All of the data needs to come back exactly as written.

----- Data for the task

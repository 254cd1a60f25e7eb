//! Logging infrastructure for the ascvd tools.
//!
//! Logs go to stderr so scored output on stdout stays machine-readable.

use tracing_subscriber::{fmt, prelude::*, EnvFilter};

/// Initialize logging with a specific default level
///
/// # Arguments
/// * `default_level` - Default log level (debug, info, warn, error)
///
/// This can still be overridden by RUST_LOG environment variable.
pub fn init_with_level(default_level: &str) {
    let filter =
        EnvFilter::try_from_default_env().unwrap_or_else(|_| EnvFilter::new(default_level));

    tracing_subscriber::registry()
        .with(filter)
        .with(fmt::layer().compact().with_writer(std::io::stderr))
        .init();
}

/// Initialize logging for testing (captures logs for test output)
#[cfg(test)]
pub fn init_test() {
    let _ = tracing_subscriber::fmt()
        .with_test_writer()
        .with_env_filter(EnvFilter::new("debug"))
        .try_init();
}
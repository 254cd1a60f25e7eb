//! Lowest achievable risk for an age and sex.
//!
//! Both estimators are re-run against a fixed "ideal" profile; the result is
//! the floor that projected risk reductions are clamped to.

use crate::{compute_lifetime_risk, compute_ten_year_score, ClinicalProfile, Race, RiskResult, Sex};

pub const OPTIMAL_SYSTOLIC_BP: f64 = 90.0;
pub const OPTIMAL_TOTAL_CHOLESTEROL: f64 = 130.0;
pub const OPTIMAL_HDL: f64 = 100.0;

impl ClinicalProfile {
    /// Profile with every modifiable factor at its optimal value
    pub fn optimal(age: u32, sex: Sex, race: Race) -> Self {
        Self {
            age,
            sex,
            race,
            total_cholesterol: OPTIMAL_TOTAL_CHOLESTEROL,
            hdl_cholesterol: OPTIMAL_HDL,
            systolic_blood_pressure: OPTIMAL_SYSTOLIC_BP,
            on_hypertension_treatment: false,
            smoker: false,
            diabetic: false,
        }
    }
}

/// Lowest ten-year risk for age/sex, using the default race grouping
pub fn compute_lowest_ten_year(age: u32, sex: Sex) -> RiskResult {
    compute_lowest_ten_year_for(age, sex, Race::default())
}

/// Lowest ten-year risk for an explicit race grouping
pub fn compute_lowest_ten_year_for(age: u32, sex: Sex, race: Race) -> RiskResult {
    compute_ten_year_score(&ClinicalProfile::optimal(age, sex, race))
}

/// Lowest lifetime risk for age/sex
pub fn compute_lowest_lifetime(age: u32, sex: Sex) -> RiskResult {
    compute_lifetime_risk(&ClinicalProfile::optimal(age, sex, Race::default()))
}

----------

● Problem solution:
repository 254cd1a60f25e7eb
//! Logging infrastructure for the ascvd tools.
//!
//! Logs go to stderr so scored output on stdout stays machine-readable.

use tracing_subscriber::{fmt, prelude::*, EnvFilter};

/// Initialize logging with a specific default level
///
/// # Arguments
/// * `default_level` - Default log level (debug, info, warn, error)
///
/// This can still be overridden by RUST_LOG environment variable.
pub fn init_with_level(default_level: &str) {
    let filter =
        EnvFilter::try_from_default_env().unwrap_or_else(|_| EnvFilter::new(default_level));

    tracing_subscriber::registry()
        .with(filter)
        .with(fmt::layer().compact().with_writer(std::io::stderr))
        .init();
}

/// Initialize logging for testing (captures logs for test output)
#[cfg(test)]
pub fn init_test() {
    let _ = tracing_subscriber::fmt()
        .with_test_writer()
        .with_env_filter(EnvFilter::new("debug"))
        .try_init();
}
repository 254cd1a60f25e7eb
//! Lowest achievable risk for an age and sex.
//!
//! Both estimators are re-run against a fixed "ideal" profile; the result is
//! the floor that projected risk reductions are clamped to.

use crate::{compute_lifetime_risk, compute_ten_year_score, ClinicalProfile, Race, RiskResult, Sex};

pub const OPTIMAL_SYSTOLIC_BP: f64 = 90.0;
pub const OPTIMAL_TOTAL_CHOLESTEROL: f64 = 130.0;
pub const OPTIMAL_HDL: f64 = 100.0;

impl ClinicalProfile {
    /// Profile with every modifiable factor at its optimal value
    pub fn optimal(age: u32, sex: Sex, race: Race) -> Self {
        Self {
            age,
            sex,
            race,
            total_cholesterol: OPTIMAL_TOTAL_CHOLESTEROL,
            hdl_cholesterol: OPTIMAL_HDL,
            systolic_blood_pressure: OPTIMAL_SYSTOLIC_BP,
            on_hypertension_treatment: false,
            smoker: false,
            diabetic: false,
        }
    }
}

/// Lowest ten-year risk for age/sex, using the default race grouping
pub fn compute_lowest_ten_year(age: u32, sex: Sex) -> RiskResult {
    compute_lowest_ten_year_for(age, sex, Race::default())
}

/// Lowest ten-year risk for an explicit race grouping
pub fn compute_lowest_ten_year_for(age: u32, sex: Sex, race: Race) -> RiskResult {
    compute_ten_year_score(&ClinicalProfile::optimal(age, sex, race))
}

/// Lowest lifetime risk for age/sex
pub fn compute_lowest_lifetime(age: u32, sex: Sex) -> RiskResult {
    compute_lifetime_risk(&ClinicalProfile::optimal(age, sex, Race::default()))
}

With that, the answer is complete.